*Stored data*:
────

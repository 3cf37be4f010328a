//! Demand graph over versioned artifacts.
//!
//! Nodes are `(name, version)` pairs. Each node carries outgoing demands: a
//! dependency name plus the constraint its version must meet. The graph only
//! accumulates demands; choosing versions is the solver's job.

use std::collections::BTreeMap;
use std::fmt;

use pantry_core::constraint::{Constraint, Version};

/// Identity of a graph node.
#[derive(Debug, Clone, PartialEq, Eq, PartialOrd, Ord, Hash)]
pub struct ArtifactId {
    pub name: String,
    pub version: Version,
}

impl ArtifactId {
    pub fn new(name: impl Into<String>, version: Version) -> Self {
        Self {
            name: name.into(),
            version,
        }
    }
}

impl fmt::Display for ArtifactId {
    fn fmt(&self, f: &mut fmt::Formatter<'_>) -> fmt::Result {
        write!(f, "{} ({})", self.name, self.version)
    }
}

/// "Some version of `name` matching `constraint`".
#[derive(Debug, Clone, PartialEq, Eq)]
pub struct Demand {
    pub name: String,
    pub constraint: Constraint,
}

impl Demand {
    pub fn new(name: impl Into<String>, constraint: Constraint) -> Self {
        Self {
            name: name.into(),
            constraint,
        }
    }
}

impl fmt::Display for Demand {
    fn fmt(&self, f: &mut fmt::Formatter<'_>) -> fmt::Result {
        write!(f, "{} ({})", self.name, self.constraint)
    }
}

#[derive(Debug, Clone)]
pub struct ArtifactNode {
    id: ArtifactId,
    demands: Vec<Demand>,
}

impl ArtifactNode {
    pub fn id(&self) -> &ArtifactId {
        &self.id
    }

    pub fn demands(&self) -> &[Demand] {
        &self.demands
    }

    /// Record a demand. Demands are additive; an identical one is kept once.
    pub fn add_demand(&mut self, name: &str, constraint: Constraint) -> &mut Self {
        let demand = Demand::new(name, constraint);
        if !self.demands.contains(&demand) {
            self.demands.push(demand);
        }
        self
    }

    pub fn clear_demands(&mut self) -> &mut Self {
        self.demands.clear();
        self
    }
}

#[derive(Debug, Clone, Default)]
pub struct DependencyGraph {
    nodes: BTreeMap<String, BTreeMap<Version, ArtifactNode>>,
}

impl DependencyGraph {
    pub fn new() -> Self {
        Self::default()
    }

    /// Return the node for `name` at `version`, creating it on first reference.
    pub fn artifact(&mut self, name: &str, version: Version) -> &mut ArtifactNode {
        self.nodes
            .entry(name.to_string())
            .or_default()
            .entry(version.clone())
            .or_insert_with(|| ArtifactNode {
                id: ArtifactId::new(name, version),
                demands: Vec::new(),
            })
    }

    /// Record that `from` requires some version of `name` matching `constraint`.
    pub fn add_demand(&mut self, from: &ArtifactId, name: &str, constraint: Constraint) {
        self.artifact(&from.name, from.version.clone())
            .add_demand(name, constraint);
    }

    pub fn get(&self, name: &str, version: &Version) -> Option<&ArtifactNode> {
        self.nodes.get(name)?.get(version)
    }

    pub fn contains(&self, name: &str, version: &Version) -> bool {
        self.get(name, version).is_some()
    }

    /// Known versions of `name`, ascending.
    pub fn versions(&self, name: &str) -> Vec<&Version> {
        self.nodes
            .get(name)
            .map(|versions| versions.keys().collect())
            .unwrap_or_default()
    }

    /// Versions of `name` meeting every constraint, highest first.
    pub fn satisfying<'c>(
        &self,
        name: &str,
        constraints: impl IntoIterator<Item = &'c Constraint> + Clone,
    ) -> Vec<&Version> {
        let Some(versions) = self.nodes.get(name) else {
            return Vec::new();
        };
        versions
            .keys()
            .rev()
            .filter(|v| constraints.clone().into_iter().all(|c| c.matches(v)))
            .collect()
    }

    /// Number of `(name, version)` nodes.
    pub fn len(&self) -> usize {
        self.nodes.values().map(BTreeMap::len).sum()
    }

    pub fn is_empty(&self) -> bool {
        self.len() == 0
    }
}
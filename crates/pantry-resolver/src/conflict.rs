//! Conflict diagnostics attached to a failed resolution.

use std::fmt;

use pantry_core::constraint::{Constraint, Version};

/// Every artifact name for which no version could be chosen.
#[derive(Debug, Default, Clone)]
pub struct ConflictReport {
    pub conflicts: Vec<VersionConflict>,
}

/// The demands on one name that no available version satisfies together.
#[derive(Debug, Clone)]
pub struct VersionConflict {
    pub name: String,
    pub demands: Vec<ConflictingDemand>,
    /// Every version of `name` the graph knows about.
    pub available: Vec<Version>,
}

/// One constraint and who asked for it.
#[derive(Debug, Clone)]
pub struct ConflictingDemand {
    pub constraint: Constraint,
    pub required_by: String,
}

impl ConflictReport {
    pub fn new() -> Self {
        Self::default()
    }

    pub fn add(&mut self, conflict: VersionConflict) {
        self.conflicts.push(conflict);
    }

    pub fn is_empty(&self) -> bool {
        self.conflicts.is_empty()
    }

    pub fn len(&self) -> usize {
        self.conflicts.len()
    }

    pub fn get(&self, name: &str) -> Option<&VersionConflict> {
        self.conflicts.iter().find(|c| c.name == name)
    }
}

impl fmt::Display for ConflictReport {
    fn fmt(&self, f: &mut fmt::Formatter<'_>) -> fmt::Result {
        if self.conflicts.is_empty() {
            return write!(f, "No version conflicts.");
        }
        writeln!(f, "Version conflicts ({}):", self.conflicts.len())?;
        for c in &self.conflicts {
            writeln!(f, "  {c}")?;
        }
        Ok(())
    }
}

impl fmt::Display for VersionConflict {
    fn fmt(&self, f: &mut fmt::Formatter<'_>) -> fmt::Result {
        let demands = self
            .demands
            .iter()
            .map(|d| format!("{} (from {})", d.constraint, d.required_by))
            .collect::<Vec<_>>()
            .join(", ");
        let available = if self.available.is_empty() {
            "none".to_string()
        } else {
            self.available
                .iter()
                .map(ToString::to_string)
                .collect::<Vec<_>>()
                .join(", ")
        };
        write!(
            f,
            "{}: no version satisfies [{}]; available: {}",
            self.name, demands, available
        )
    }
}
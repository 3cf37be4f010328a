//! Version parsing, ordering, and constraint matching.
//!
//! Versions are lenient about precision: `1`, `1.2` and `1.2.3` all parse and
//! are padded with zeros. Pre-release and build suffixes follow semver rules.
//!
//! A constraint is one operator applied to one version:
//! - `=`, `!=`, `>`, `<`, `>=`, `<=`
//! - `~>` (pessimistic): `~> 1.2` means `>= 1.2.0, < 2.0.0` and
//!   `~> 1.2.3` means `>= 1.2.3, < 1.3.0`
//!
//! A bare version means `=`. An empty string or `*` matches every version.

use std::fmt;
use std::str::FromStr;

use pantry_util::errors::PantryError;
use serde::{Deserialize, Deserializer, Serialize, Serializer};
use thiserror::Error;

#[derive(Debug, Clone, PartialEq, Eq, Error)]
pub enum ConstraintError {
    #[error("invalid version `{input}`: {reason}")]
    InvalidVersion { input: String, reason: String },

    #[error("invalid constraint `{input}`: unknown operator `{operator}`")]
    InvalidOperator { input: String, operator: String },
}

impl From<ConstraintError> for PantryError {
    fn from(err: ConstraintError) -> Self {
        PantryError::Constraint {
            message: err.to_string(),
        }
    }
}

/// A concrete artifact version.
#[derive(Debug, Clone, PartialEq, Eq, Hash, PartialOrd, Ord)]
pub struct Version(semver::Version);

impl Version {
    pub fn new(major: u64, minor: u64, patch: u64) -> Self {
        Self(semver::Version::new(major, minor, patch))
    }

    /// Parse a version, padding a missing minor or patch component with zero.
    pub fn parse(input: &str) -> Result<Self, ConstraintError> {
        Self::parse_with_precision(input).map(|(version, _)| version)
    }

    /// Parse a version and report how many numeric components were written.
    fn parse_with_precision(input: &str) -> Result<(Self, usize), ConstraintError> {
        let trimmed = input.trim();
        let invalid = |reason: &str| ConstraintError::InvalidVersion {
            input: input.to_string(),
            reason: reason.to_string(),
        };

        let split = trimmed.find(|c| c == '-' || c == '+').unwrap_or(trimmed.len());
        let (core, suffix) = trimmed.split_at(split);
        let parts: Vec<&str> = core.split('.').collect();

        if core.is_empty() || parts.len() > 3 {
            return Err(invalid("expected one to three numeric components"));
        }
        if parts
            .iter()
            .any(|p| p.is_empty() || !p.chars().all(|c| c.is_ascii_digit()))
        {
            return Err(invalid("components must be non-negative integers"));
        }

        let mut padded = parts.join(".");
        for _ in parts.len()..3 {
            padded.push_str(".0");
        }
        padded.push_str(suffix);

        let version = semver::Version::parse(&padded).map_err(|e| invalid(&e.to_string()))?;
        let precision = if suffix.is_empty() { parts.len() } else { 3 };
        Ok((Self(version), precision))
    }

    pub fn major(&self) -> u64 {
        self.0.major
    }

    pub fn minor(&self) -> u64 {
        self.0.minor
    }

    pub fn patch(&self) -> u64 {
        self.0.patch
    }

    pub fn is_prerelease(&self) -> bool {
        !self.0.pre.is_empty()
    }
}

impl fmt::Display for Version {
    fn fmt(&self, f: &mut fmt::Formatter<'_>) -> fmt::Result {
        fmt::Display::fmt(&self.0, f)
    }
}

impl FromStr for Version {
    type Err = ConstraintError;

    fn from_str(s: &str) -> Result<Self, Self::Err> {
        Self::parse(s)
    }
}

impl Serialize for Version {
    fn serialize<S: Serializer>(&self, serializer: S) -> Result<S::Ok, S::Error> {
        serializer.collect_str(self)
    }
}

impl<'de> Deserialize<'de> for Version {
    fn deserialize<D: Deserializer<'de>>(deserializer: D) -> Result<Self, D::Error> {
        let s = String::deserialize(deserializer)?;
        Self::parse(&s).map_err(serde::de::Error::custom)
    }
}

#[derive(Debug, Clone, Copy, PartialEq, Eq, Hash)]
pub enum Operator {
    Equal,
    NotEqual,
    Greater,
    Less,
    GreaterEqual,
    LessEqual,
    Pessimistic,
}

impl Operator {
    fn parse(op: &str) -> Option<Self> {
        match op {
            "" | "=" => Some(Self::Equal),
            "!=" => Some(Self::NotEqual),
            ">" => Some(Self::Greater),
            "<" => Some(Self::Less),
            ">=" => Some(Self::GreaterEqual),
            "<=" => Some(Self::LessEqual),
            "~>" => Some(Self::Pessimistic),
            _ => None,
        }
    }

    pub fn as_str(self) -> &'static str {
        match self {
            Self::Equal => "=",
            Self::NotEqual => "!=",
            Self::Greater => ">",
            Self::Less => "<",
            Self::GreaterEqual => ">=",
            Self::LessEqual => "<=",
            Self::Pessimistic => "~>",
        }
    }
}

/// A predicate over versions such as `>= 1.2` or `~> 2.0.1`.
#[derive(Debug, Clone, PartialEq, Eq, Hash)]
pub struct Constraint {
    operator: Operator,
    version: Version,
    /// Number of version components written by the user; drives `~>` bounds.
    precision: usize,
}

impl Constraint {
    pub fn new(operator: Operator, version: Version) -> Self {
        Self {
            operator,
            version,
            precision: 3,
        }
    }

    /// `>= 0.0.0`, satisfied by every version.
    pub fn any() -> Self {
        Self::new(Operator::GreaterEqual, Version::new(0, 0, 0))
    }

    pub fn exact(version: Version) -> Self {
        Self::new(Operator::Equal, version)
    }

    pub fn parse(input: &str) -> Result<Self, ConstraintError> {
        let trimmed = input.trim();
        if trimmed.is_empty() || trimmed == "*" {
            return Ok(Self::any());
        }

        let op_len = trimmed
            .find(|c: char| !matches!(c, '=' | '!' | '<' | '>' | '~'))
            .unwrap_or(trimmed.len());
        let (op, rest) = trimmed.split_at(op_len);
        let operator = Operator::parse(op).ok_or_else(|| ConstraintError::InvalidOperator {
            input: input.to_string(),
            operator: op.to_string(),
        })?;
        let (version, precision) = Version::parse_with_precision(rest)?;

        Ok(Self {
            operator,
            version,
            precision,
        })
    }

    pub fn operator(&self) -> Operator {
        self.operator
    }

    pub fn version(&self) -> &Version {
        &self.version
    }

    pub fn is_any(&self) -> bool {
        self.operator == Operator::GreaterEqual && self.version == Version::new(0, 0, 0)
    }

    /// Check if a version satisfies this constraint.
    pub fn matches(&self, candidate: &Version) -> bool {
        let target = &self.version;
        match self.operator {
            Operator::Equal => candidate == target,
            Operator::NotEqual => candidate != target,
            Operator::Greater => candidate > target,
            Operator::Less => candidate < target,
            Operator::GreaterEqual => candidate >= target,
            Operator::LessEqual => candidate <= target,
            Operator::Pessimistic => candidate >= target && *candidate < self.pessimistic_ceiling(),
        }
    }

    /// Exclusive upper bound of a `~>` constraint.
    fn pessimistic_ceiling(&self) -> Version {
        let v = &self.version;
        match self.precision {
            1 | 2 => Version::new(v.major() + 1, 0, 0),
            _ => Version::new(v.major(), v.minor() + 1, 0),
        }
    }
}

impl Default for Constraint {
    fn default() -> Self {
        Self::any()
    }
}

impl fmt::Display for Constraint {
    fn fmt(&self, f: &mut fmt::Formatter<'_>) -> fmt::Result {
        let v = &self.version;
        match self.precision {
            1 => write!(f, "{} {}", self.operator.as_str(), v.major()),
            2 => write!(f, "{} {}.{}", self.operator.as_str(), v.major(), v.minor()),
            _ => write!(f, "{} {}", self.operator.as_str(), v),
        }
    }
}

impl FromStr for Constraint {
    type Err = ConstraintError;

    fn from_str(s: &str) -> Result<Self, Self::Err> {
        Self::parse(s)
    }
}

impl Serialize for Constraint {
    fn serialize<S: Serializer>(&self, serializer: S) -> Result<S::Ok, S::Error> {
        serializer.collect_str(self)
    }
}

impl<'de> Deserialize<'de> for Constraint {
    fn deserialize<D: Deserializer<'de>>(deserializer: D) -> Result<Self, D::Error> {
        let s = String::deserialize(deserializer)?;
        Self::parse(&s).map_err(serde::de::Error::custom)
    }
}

────

How many lines in the entries contain the string "enum"? Answer with the number only.

*Exercise answer*:
2